Segment Start: AVAILABLE RECORDS

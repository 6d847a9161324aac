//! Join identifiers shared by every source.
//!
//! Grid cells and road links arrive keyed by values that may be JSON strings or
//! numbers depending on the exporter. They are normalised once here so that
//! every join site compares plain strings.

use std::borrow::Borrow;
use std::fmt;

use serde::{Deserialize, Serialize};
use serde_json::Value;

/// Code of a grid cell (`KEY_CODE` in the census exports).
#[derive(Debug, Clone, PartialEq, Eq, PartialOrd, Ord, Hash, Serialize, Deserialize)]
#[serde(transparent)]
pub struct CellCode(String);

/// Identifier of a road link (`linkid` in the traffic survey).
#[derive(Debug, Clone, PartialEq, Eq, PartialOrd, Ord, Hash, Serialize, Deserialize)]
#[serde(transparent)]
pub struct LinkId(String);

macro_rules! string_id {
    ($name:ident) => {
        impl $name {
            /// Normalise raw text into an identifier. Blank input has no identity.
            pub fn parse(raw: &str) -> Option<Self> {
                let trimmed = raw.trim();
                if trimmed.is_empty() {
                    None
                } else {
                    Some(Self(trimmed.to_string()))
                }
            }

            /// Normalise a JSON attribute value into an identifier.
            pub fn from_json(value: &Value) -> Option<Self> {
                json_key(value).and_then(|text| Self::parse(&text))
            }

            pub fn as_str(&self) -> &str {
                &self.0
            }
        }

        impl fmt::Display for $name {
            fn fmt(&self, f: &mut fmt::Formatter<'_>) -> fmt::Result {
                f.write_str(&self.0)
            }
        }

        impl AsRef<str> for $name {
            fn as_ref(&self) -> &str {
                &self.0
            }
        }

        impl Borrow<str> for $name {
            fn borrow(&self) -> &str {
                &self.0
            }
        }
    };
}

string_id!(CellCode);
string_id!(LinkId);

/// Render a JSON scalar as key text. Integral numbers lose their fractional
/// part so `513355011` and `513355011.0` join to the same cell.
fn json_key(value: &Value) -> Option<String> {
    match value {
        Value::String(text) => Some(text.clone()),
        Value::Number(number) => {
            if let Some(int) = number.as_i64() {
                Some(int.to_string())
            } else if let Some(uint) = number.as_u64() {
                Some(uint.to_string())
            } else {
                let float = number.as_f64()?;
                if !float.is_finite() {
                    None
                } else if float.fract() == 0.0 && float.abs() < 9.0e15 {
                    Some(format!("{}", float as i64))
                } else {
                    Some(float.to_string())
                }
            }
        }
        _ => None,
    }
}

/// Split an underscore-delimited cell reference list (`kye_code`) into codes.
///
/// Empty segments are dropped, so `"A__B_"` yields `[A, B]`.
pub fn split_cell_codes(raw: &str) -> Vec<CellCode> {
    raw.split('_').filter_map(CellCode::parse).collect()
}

Segment End: AVAILABLE RECORDS
Segment Start: AVAILABLE RECORDS

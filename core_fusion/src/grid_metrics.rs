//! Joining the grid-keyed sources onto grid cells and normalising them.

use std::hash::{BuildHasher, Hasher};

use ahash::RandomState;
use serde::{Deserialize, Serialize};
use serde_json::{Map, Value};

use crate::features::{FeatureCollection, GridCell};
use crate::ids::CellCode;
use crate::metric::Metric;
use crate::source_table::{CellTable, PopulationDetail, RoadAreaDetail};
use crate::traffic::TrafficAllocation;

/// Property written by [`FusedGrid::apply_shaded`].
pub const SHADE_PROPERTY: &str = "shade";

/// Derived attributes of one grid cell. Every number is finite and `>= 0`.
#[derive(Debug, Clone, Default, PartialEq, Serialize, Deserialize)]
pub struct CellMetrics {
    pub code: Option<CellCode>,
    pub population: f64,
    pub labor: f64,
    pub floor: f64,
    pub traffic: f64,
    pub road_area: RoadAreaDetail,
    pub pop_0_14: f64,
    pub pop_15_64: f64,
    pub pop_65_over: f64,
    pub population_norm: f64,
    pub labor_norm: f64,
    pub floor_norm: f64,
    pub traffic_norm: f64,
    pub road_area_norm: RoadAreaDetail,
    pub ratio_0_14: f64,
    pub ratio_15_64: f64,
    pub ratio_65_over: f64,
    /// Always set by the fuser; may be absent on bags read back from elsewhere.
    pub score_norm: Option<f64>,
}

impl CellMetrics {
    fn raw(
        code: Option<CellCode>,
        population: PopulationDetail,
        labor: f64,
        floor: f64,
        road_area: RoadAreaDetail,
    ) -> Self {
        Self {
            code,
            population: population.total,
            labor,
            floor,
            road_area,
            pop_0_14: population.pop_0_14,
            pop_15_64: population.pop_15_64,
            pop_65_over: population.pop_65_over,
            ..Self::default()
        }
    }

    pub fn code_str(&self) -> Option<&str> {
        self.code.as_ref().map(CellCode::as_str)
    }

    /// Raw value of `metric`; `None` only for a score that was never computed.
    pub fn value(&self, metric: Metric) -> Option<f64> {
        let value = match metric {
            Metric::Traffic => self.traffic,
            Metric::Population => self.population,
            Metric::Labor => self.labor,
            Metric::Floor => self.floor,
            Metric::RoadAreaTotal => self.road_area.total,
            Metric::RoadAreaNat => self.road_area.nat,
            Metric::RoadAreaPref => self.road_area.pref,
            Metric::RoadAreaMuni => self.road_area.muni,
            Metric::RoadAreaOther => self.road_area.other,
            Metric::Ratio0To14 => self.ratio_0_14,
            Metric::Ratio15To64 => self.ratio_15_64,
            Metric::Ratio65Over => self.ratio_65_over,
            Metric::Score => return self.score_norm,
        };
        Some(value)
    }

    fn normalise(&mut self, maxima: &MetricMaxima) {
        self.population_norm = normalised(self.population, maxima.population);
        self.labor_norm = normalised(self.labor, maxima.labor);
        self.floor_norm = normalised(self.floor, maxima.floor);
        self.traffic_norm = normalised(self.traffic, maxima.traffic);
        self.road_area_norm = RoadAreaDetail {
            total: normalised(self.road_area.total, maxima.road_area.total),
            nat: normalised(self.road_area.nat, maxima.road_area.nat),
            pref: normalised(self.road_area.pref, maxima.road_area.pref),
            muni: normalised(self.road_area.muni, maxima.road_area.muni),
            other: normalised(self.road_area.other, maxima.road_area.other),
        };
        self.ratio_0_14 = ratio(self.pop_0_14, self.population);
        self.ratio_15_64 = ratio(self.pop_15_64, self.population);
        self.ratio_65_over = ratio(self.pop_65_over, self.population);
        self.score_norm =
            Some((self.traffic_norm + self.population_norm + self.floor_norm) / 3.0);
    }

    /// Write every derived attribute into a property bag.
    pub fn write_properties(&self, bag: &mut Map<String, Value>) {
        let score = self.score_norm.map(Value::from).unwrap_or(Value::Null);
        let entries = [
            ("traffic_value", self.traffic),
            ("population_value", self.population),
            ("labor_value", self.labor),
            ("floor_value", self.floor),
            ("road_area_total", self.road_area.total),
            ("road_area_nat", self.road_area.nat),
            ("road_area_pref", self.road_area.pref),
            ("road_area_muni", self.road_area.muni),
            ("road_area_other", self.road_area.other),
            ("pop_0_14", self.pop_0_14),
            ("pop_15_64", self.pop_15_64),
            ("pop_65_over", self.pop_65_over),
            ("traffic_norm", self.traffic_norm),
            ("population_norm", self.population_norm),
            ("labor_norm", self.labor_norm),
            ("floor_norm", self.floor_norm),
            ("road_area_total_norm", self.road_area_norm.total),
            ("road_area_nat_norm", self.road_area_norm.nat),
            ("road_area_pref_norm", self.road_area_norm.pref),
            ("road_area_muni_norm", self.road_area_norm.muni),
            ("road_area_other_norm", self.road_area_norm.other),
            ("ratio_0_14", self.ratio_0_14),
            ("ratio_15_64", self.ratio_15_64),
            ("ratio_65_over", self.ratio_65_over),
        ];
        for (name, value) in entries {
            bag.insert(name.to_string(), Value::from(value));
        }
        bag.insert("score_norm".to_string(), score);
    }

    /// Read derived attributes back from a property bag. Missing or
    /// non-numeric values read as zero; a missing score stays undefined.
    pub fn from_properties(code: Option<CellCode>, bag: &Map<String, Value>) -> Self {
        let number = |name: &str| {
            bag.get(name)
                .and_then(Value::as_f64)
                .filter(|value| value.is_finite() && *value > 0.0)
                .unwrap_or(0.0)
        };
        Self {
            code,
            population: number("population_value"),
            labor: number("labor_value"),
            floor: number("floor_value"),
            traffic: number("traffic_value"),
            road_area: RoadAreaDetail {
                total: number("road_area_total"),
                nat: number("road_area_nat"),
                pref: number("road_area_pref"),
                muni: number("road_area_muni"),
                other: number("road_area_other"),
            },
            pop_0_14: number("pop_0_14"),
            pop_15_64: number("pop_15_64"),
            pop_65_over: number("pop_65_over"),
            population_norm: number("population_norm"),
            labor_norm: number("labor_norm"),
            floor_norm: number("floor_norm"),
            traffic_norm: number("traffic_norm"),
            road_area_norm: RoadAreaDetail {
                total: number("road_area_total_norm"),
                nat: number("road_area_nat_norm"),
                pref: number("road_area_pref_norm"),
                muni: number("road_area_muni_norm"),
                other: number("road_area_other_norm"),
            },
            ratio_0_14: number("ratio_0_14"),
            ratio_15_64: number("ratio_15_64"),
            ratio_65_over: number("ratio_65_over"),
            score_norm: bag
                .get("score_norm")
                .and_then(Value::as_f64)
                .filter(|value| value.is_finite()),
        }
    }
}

Segment End: AVAILABLE RECORDS

## WHAT IS BEING ASKED
Your answer must consist solely of the lines above between the line holding "fn json_key(value: &Value)" and the line holding "else if float.fract()", inclusive, copied exactly.

## TASK RESPONSE
fn json_key(value: &Value) -> Option<String> {
    match value {
        Value::String(text) => Some(text.clone()),
        Value::Number(number) => {
            if let Some(int) = number.as_i64() {
                Some(int.to_string())
            } else if let Some(uint) = number.as_u64() {
                Some(uint.to_string())
            } else {
                let float = number.as_f64()?;
                if !float.is_finite() {
                    None
                } else if float.fract() == 0.0 && float.abs() < 9.0e15 {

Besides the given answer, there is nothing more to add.